Saved entries:
※

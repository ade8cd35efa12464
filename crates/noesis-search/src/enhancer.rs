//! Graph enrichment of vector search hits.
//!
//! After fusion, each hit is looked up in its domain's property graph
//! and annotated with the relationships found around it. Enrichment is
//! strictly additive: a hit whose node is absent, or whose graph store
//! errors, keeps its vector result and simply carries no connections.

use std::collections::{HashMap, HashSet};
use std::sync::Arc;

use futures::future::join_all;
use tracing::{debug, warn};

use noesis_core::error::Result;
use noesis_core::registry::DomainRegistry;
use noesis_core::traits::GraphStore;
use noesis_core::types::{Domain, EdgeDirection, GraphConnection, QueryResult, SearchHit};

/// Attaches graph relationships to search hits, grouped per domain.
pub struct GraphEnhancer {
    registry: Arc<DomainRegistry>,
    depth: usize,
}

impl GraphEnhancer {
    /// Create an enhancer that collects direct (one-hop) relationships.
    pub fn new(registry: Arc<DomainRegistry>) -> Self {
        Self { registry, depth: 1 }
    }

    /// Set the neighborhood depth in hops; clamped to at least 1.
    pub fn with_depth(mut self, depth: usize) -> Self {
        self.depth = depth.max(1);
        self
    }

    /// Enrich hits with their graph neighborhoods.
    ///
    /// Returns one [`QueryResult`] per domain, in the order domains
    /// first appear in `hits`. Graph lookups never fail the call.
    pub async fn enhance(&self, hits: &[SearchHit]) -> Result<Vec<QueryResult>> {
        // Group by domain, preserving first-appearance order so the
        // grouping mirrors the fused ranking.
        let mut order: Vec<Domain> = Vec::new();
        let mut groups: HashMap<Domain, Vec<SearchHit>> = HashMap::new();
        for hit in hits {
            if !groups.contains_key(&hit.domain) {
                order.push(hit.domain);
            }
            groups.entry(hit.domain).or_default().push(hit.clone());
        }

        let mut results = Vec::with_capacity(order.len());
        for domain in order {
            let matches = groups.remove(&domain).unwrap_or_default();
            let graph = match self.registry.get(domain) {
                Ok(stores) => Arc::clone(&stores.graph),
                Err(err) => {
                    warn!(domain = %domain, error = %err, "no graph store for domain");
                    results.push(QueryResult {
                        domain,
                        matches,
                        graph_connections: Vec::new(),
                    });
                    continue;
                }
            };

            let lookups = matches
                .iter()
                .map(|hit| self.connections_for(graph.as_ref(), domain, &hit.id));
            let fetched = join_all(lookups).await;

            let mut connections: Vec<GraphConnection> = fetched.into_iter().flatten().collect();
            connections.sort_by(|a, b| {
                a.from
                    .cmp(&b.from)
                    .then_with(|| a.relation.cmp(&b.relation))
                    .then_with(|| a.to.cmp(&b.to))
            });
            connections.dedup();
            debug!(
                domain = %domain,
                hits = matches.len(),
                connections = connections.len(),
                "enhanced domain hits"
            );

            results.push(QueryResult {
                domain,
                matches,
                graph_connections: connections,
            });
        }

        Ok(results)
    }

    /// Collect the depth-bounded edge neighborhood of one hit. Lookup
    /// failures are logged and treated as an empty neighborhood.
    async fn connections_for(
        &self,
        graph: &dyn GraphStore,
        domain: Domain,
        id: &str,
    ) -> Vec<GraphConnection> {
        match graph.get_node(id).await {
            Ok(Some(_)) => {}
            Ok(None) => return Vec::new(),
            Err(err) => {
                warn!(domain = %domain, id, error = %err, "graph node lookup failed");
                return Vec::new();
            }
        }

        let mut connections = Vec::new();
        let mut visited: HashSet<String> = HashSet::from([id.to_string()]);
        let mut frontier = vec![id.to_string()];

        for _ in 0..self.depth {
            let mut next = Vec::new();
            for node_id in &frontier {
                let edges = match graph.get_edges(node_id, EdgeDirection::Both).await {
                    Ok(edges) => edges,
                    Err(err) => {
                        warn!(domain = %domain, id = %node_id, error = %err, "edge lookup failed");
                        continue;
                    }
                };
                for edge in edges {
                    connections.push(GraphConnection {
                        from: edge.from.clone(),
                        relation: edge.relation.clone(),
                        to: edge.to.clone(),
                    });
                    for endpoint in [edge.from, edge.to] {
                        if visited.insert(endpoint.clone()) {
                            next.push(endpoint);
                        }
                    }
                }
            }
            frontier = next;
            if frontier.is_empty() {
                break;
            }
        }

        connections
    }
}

※

> _Activity_:
Each line above that contains the word "relationships" should be copied.

> _Response box_:
//! and annotated with the relationships found around it. Enrichment is
/// Attaches graph relationships to search hits, grouped per domain.
    /// Create an enhancer that collects direct (one-hop) relationships.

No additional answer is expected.